Task instructions:
Your task is to retype each line of the data below exactly.

Dataset excerpts:
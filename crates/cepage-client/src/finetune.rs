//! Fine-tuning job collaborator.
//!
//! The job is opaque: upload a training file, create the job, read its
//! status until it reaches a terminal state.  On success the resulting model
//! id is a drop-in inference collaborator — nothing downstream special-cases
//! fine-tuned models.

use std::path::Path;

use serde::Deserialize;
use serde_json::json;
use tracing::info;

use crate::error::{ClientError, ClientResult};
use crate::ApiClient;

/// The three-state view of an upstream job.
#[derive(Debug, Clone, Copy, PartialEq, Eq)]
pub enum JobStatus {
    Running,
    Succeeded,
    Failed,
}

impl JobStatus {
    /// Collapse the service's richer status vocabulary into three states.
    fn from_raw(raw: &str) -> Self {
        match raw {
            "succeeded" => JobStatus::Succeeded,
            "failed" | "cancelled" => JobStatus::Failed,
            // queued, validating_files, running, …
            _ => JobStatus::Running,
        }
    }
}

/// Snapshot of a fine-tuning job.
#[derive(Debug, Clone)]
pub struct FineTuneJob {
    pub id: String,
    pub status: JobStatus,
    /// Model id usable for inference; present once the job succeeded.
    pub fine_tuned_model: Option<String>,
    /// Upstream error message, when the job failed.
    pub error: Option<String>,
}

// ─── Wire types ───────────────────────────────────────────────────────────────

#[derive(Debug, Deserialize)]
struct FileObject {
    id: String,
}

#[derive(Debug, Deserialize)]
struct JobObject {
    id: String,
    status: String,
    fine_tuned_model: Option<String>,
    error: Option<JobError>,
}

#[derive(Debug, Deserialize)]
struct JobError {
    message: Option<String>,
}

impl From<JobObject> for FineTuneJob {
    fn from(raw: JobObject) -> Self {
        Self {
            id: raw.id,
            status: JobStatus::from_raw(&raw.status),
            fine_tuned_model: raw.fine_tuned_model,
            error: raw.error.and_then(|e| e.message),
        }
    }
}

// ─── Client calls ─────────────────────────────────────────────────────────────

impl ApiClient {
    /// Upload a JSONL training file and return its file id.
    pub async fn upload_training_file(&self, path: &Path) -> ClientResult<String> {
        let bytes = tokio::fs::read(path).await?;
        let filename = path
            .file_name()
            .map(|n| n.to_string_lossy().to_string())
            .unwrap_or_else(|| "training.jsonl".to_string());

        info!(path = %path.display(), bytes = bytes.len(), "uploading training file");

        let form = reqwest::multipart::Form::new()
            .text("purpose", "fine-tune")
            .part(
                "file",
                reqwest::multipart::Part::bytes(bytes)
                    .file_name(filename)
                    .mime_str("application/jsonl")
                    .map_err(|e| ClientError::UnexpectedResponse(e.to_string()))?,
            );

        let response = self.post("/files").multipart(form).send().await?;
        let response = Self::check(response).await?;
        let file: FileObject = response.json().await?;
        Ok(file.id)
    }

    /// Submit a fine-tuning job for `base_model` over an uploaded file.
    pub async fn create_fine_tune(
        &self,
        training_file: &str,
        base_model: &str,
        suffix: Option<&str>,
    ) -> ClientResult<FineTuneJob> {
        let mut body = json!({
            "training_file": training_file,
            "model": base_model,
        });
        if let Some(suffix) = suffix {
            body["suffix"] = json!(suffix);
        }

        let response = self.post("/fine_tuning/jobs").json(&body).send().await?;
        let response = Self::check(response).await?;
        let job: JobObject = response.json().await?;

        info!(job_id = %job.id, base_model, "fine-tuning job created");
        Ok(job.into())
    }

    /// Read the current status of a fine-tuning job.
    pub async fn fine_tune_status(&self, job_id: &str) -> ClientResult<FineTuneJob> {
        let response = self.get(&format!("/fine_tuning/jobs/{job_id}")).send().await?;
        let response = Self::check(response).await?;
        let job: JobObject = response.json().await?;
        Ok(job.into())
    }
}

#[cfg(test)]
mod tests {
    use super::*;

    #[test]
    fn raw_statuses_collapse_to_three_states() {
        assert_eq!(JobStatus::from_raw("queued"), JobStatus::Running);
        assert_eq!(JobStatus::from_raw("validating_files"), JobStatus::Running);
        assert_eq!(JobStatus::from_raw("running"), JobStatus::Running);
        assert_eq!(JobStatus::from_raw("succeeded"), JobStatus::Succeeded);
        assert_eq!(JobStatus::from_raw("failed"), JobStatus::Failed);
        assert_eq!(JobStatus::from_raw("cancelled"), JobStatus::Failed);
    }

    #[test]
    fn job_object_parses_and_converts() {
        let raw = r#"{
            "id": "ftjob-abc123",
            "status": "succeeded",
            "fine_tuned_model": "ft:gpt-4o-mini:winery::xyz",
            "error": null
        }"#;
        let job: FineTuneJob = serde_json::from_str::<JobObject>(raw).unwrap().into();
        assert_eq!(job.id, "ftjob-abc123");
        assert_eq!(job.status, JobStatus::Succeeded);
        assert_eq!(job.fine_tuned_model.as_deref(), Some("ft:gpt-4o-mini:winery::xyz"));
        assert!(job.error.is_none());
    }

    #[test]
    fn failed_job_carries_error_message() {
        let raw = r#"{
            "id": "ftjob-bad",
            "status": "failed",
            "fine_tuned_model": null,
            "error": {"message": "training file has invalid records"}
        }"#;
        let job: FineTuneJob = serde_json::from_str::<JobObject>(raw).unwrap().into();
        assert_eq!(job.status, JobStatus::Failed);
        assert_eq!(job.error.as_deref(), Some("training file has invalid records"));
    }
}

Answer space:
filename crates/cepage-client/src/finetune.rs
//! Fine-tuning job collaborator.
//!
//! The job is opaque: upload a training file, create the job, read its
//! status until it reaches a terminal state.  On success the resulting model
//! id is a drop-in inference collaborator — nothing downstream special-cases
//! fine-tuned models.

use std::path::Path;

use serde::Deserialize;
use serde_json::json;
use tracing::info;

use crate::error::{ClientError, ClientResult};
use crate::ApiClient;

/// The three-state view of an upstream job.
#[derive(Debug, Clone, Copy, PartialEq, Eq)]
pub enum JobStatus {
    Running,
    Succeeded,
    Failed,
}

impl JobStatus {
    /// Collapse the service's richer status vocabulary into three states.
    fn from_raw(raw: &str) -> Self {
        match raw {
            "succeeded" => JobStatus::Succeeded,
            "failed" | "cancelled" => JobStatus::Failed,
            // queued, validating_files, running, …
            _ => JobStatus::Running,
        }
    }
}

/// Snapshot of a fine-tuning job.
#[derive(Debug, Clone)]
pub struct FineTuneJob {
    pub id: String,
    pub status: JobStatus,
    /// Model id usable for inference; present once the job succeeded.
    pub fine_tuned_model: Option<String>,
    /// Upstream error message, when the job failed.
    pub error: Option<String>,
}

// ─── Wire types ───────────────────────────────────────────────────────────────

#[derive(Debug, Deserialize)]
struct FileObject {
    id: String,
}

#[derive(Debug, Deserialize)]
struct JobObject {
    id: String,
    status: String,
    fine_tuned_model: Option<String>,
    error: Option<JobError>,
}

#[derive(Debug, Deserialize)]
struct JobError {
    message: Option<String>,
}

impl From<JobObject> for FineTuneJob {
    fn from(raw: JobObject) -> Self {
        Self {
            id: raw.id,
            status: JobStatus::from_raw(&raw.status),
            fine_tuned_model: raw.fine_tuned_model,
            error: raw.error.and_then(|e| e.message),
        }
    }
}

// ─── Client calls ─────────────────────────────────────────────────────────────

impl ApiClient {
    /// Upload a JSONL training file and return its file id.
    pub async fn upload_training_file(&self, path: &Path) -> ClientResult<String> {
        let bytes = tokio::fs::read(path).await?;
        let filename = path
            .file_name()
            .map(|n| n.to_string_lossy().to_string())
            .unwrap_or_else(|| "training.jsonl".to_string());

        info!(path = %path.display(), bytes = bytes.len(), "uploading training file");

        let form = reqwest::multipart::Form::new()
            .text("purpose", "fine-tune")
            .part(
                "file",
                reqwest::multipart::Part::bytes(bytes)
                    .file_name(filename)
                    .mime_str("application/jsonl")
                    .map_err(|e| ClientError::UnexpectedResponse(e.to_string()))?,
            );

        let response = self.post("/files").multipart(form).send().await?;
        let response = Self::check(response).await?;
        let file: FileObject = response.json().await?;
        Ok(file.id)
    }

    /// Submit a fine-tuning job for `base_model` over an uploaded file.
    pub async fn create_fine_tune(
        &self,
        training_file: &str,
        base_model: &str,
        suffix: Option<&str>,
    ) -> ClientResult<FineTuneJob> {
        let mut body = json!({
            "training_file": training_file,
            "model": base_model,
        });
        if let Some(suffix) = suffix {
            body["suffix"] = json!(suffix);
        }

        let response = self.post("/fine_tuning/jobs").json(&body).send().await?;
        let response = Self::check(response).await?;
        let job: JobObject = response.json().await?;

        info!(job_id = %job.id, base_model, "fine-tuning job created");
        Ok(job.into())
    }

    /// Read the current status of a fine-tuning job.
    pub async fn fine_tune_status(&self, job_id: &str) -> ClientResult<FineTuneJob> {
        let response = self.get(&format!("/fine_tuning/jobs/{job_id}")).send().await?;
        let response = Self::check(response).await?;
        let job: JobObject = response.json().await?;
        Ok(job.into())
    }
}

#[cfg(test)]
mod tests {
    use super::*;

    #[test]
    fn raw_statuses_collapse_to_three_states() {
        assert_eq!(JobStatus::from_raw("queued"), JobStatus::Running);
        assert_eq!(JobStatus::from_raw("validating_files"), JobStatus::Running);
        assert_eq!(JobStatus::from_raw("running"), JobStatus::Running);
        assert_eq!(JobStatus::from_raw("succeeded"), JobStatus::Succeeded);
        assert_eq!(JobStatus::from_raw("failed"), JobStatus::Failed);
        assert_eq!(JobStatus::from_raw("cancelled"), JobStatus::Failed);
    }

    #[test]
    fn job_object_parses_and_converts() {
        let raw = r#"{
            "id": "ftjob-abc123",
            "status": "succeeded",
            "fine_tuned_model": "ft:gpt-4o-mini:winery::xyz",
            "error": null
        }"#;
        let job: FineTuneJob = serde_json::from_str::<JobObject>(raw).unwrap().into();
        assert_eq!(job.id, "ftjob-abc123");
        assert_eq!(job.status, JobStatus::Succeeded);
        assert_eq!(job.fine_tuned_model.as_deref(), Some("ft:gpt-4o-mini:winery::xyz"));
        assert!(job.error.is_none());
    }

    #[test]
    fn failed_job_carries_error_message() {
        let raw = r#"{
            "id": "ftjob-bad",
            "status": "failed",
            "fine_tuned_model": null,
            "error": {"message": "training file has invalid records"}
        }"#;
        let job: FineTuneJob = serde_json::from_str::<JobObject>(raw).unwrap().into();
        assert_eq!(job.status, JobStatus::Failed);
        assert_eq!(job.error.as_deref(), Some("training file has invalid records"));
    }
}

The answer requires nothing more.